Naida C. Tushnet et al., WestEd
December 2004
WestEd won the federal contract for a longitudinal evaluation of the "comprehensive school reform" (CSR) program as it re-emerged in the No Child Left Behind Act, though the program's antecedents date to 1998, when "Obey-Porter" funds began to flow, and, arguably, back to the creation of the New American Schools Development Corporation in 1991, when "whole-school reform" reached the national agenda (See here and here). The current program channels money to states to support "comprehensive reform" of selected schools, mainly Title I schools, and sets forth eleven ostensibly research-based elements that these reformed schools are supposed to incorporate. The longitudinal evaluation that Congress mandated is to last three years, so it's unsurprising that the first-year report doesn't say much. In 66 pages, it mainly finds, as expected, that CSR schools are "more likely to include adoption of models and other activities closely associated with research-based models" and that CSR funds are "strongly targeted" to low-performing, high-poverty schools. Mostly, though, the authors say their findings "raise interesting questions." In other words, stay tuned and we'll see whether the WestEd authors have the moxie to answer them - if indeed the program survives at all, it being one of the Bush administration's leading candidates for obliteration in the 2006 budget. Meanwhile you can learn about some differences between CSR and non-CSR schools from this report, which can be found here.

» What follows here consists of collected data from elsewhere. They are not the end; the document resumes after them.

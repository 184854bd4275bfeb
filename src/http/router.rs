//! Router configuration for the HTTP API.
//!
//! Sets up every route plus the middleware stack (auth, CORS, tracing, body
//! limit) and returns a router ready for serving.

use axum::{
    extract::DefaultBodyLimit,
    middleware,
    routing::{get, post},
    Router,
};
use tower_http::{
    cors::{Any, CorsLayer},
    trace::TraceLayer,
};

use super::handlers;
use super::state::AppState;

/// Create the application router with all routes and middleware.
pub fn create_router(state: AppState, body_limit: usize) -> Router {
    let cors = CorsLayer::new()
        .allow_origin(Any)
        .allow_methods(Any)
        .allow_headers(Any);

    let protected = Router::new()
        .route("/users", post(handlers::create_user))
        .route(
            "/products",
            get(handlers::list_products)
                .post(handlers::create_product)
                .put(handlers::update_product)
                .delete(handlers::delete_product),
        )
        .route("/products/low-stock", get(handlers::low_stock_products))
        .route("/products/sku/{sku}", get(handlers::product_by_sku))
        .route("/products/{id}", get(handlers::get_product))
        .route("/products/{id}/movements", get(handlers::product_movements))
        .route(
            "/categories",
            get(handlers::list_categories)
                .post(handlers::create_category)
                .put(handlers::update_category)
                .delete(handlers::delete_category),
        )
        .route(
            "/entities",
            get(handlers::list_entities)
                .post(handlers::create_entity)
                .put(handlers::update_entity)
                .delete(handlers::delete_entity),
        )
        .route("/entities/{id}", get(handlers::get_entity))
        .route(
            "/invoices",
            get(handlers::list_invoices)
                .post(handlers::create_invoice)
                .put(handlers::update_invoice),
        )
        .route("/invoices/{id}", get(handlers::get_invoice))
        .route("/invoices/{id}/payments", post(handlers::record_payment))
        .route(
            "/cash",
            get(handlers::list_cash)
                .post(handlers::create_cash)
                .delete(handlers::delete_cash),
        )
        .route("/cash/summary", get(handlers::cash_summary))
        .route("/dashboard", get(handlers::dashboard))
        .route("/pos/checkout", post(handlers::pos_checkout))
        .route("/sync/status", get(handlers::sync_status))
        .route("/sync/force", post(handlers::sync_force))
        .route("/sync/retry", post(handlers::sync_retry))
        .route_layer(middleware::from_fn_with_state(
            state.clone(),
            handlers::require_auth,
        ));

    let api = Router::new()
        .route(
            "/auth",
            get(handlers::current_session)
                .post(handlers::login)
                .delete(handlers::logout),
        )
        .merge(protected);

    Router::new()
        .route("/health", get(handlers::health_check))
        .nest("/api", api)
        .layer(DefaultBodyLimit::max(body_limit))
        .layer(TraceLayer::new_for_http())
        .layer(cors)
        .with_state(state)
}
/// GET /api/products/{id}/movements
pub async fn product_movements(
    State(state): State<AppState>,
    Path(id): Path<String>,
) -> HandlerResult<Vec<StockMovement>> {
    let movements = with_db(&state, move |db| products::stock_movements(db, &id)).await?;
    Ok(Json(movements))
}

/// POST /api/products
pub async fn create_product(
    State(state): State<AppState>,
    Json(payload): Json<Value>,
) -> HandlerResult<MutationResponse> {
    let product = with_db(&state, move |db| products::create(db, &payload)).await?;
    Ok(mutated(product.id))
}

/// PUT /api/products
pub async fn update_product(
    State(state): State<AppState>,
    Json(payload): Json<Value>,
) -> HandlerResult<MutationResponse> {
    let product = with_db(&state, move |db| products::update(db, &payload)).await?;
    Ok(mutated(product.id))
}

/// DELETE /api/products?id=
pub async fn delete_product(
    State(state): State<AppState>,
    Query(query): Query<IdQuery>,
) -> HandlerResult<MutationResponse> {
    let id = with_db(&state, move |db| products::delete(db, query.id.as_deref())).await?;
    Ok(mutated(id))
}

// =============================================================================
// Categories
// =============================================================================

/// GET /api/categories
pub async fn list_categories(State(state): State<AppState>) -> HandlerResult<Vec<Category>> {
    Ok(Json(with_db(&state, categories::list).await?))
}

/// POST /api/categories
pub async fn create_category(
    State(state): State<AppState>,
    Json(payload): Json<Value>,
) -> HandlerResult<MutationResponse> {
    let category = with_db(&state, move |db| categories::create(db, &payload)).await?;
    Ok(mutated(category.id))
}

/// PUT /api/categories
pub async fn update_category(
    State(state): State<AppState>,
    Json(payload): Json<Value>,
) -> HandlerResult<MutationResponse> {
    let category = with_db(&state, move |db| categories::update(db, &payload)).await?;
    Ok(mutated(category.id))
}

Nelson Smith, Progressive Policy Institute
February 2005
In Texas, they do everything big, including charter schools, which now educate some 80,000 Lone Star students. This latest installment in the PPI series on state charter environments concludes that Texas charters have much to be proud of: "The Lone Star State boasts some of the most innovative and high-performing charters in the country." The Texas Education Agency also earns high marks for being a rigorous but flexible authorizer. Still, storm clouds are visible on the long Texas horizon: Caroline Hoxby's groundbreaking comparison of charter and nearby district schools (see here) found that Texas is one of the few states where charter students are outperformed in math. And the state has been taken to the cleaners by several fly-by-night operators whose well-publicized implosions gave the entire charter community a black eye. Even-handedly recounting both the good and the bad, this is another solid PPI-sponsored appraisal of a state charter scene, findable here.